▶ _EXERCISE DESCRIPTION_: Whenever a line in the data holds the string "Duration", copy that line.

▶ _RAW DATA_:
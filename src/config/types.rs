//! Configuration types and CLI options.
//!
//! This module defines enums and structs used for command-line argument parsing
//! and configuration.

use std::path::PathBuf;
use std::time::Duration;

use chrono::{Local, NaiveDate};
use clap::{Parser, ValueEnum};

use crate::config::constants::*;
use crate::error_handling::RetryPolicy;
use crate::search::PayloadDate;

/// Logging level for the application.
///
/// Controls the verbosity of log output, from most restrictive (Error) to most
/// verbose (Trace).
#[derive(Clone, Debug, ValueEnum)]
pub enum LogLevel {
    /// Only error messages
    Error,
    /// Error and warning messages
    Warn,
    /// Error, warning, and informational messages
    Info,
    /// All messages except trace
    Debug,
    /// All messages including trace
    Trace,
}

impl From<LogLevel> for log::LevelFilter {
    fn from(l: LogLevel) -> Self {
        match l {
            LogLevel::Error => log::LevelFilter::Error,
            LogLevel::Warn => log::LevelFilter::Warn,
            LogLevel::Info => log::LevelFilter::Info,
            LogLevel::Debug => log::LevelFilter::Debug,
            LogLevel::Trace => log::LevelFilter::Trace,
        }
    }
}

/// Log output format.
///
/// Controls how log messages are formatted:
/// - `Plain`: Human-readable format with colors (default)
/// - `Json`: Structured JSON format for machine parsing
#[derive(Clone, Debug, ValueEnum)]
pub enum LogFormat {
    /// Human-readable format with colors (default)
    Plain,
    /// Structured JSON format for machine parsing
    Json,
}

/// Scrape configuration.
///
/// Parsed from the command line by `main`, or constructed programmatically
/// from [`Config::default`], whose values match the CLI defaults.
///
/// # Examples
///
/// ```bash
/// # ORD -> ATH for the next 89 days, headers minted through chromedriver
/// flight_scrape
///
/// # A different route, a shorter window, headers from a file
/// flight_scrape --origin SFO --destination NRT --days 14 --headers-file headers.json
///
/// # Send each loop date in the payload instead of the pinned date
/// flight_scrape --search-each-date
/// ```
#[derive(Debug, Clone, Parser)]
#[command(
    name = "flight_scrape",
    about = "Scrapes airline fare availability for a window of dates into per-date CSV files."
)]
pub struct Config {
    /// Origin airport code sent in the search payload
    #[arg(long, default_value = DEFAULT_ORIGIN)]
    pub origin: String,

    /// Destination airport code sent in the search payload
    #[arg(long, default_value = DEFAULT_DESTINATION)]
    pub destination: String,

    /// First day of the window is the day after this date (default: today)
    #[arg(long)]
    pub start_date: Option<NaiveDate>,

    /// Number of days to search
    #[arg(long, default_value_t = DEFAULT_WINDOW_DAYS)]
    pub days: u32,

    /// Directory receiving one CSV file per date
    #[arg(long, value_parser, default_value = DEFAULT_OUTPUT_DIR)]
    pub output_dir: PathBuf,

    /// Flight search endpoint
    #[arg(long, env = "FLIGHT_SCRAPE_API_URL", default_value = DEFAULT_API_URL)]
    pub api_url: String,

    /// Departure date embedded in every payload (ignored with --search-each-date)
    #[arg(long, default_value = DEFAULT_PINNED_DEPART_DATE)]
    pub pinned_depart_date: NaiveDate,

    /// Send each loop date in the payload instead of the pinned date
    #[arg(long)]
    pub search_each_date: bool,

    /// Read headers from a JSON object file instead of driving a browser
    #[arg(long, value_parser)]
    pub headers_file: Option<PathBuf>,

    /// WebDriver endpoint used for header capture
    #[arg(long, env = "WEBDRIVER_URL", default_value = DEFAULT_WEBDRIVER_URL)]
    pub webdriver_url: String,

    /// Run the capture browser without a window
    #[arg(long)]
    pub headless: bool,

    /// Origin typed into the booking form during header capture
    #[arg(long, default_value = DEFAULT_FORM_ORIGIN)]
    pub form_origin: String,

    /// Destination typed into the booking form during header capture
    #[arg(long, default_value = DEFAULT_FORM_DESTINATION)]
    pub form_destination: String,

    /// Upper bound on the wait for the search request during header capture
    #[arg(long, default_value_t = DEFAULT_CAPTURE_TIMEOUT_SECS)]
    pub capture_timeout_seconds: u64,

    /// Per-request timeout in seconds
    #[arg(long, default_value_t = DEFAULT_TIMEOUT_SECS)]
    pub timeout_seconds: u64,

    /// Maximum search attempts per date (initial attempt + retries)
    #[arg(long, default_value_t = RETRY_MAX_ATTEMPTS)]
    pub max_attempts: usize,

    /// Delay before the first retry in milliseconds (doubles per retry)
    #[arg(long, default_value_t = RETRY_INITIAL_DELAY_MS)]
    pub retry_initial_delay_ms: u64,

    /// Record a failed date and move on instead of aborting the run
    #[arg(long)]
    pub continue_on_error: bool,

    /// Log level: error|warn|info|debug|trace
    #[arg(long, value_enum, default_value_t = LogLevel::Info)]
    pub log_level: LogLevel,

    /// Log format: plain|json
    #[arg(long, value_enum, default_value_t = LogFormat::Plain)]
    pub log_format: LogFormat,
}

impl Config {
    /// Departure date policy for the search payload.
    pub fn payload_date(&self) -> PayloadDate {
        if self.search_each_date {
            PayloadDate::PerRequest
        } else {
            PayloadDate::Pinned(self.pinned_depart_date)
        }
    }

    /// Retry policy applied to every search.
    pub fn retry_policy(&self) -> RetryPolicy {
        RetryPolicy {
            max_attempts: self.max_attempts.max(1),
            initial_delay_ms: self.retry_initial_delay_ms,
            max_delay: Duration::from_secs(RETRY_MAX_DELAY_SECS),
        }
    }

    /// Start of the date window, defaulting to the local date.
    pub fn start_date_or_today(&self) -> NaiveDate {
        self.start_date.unwrap_or_else(|| Local::now().date_naive())
    }
}

impl Default for Config {
    fn default() -> Self {
        Self {
            origin: DEFAULT_ORIGIN.to_string(),
            destination: DEFAULT_DESTINATION.to_string(),
            start_date: None,
            days: DEFAULT_WINDOW_DAYS,
            output_dir: PathBuf::from(DEFAULT_OUTPUT_DIR),
            api_url: DEFAULT_API_URL.to_string(),
            pinned_depart_date: DEFAULT_PINNED_DEPART_DATE
                .parse()
                .unwrap_or_default(),
            search_each_date: false,
            headers_file: None,
            webdriver_url: DEFAULT_WEBDRIVER_URL.to_string(),
            headless: false,
            form_origin: DEFAULT_FORM_ORIGIN.to_string(),
            form_destination: DEFAULT_FORM_DESTINATION.to_string(),
            capture_timeout_seconds: DEFAULT_CAPTURE_TIMEOUT_SECS,
            timeout_seconds: DEFAULT_TIMEOUT_SECS,
            max_attempts: RETRY_MAX_ATTEMPTS,
            retry_initial_delay_ms: RETRY_INITIAL_DELAY_MS,
            continue_on_error: false,
            log_level: LogLevel::Info,
            log_format: LogFormat::Plain,
        }
    }
}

▶ _SOLUTION TO THIS PROBLEM_:
use std::time::Duration;
            max_delay: Duration::from_secs(RETRY_MAX_DELAY_SECS),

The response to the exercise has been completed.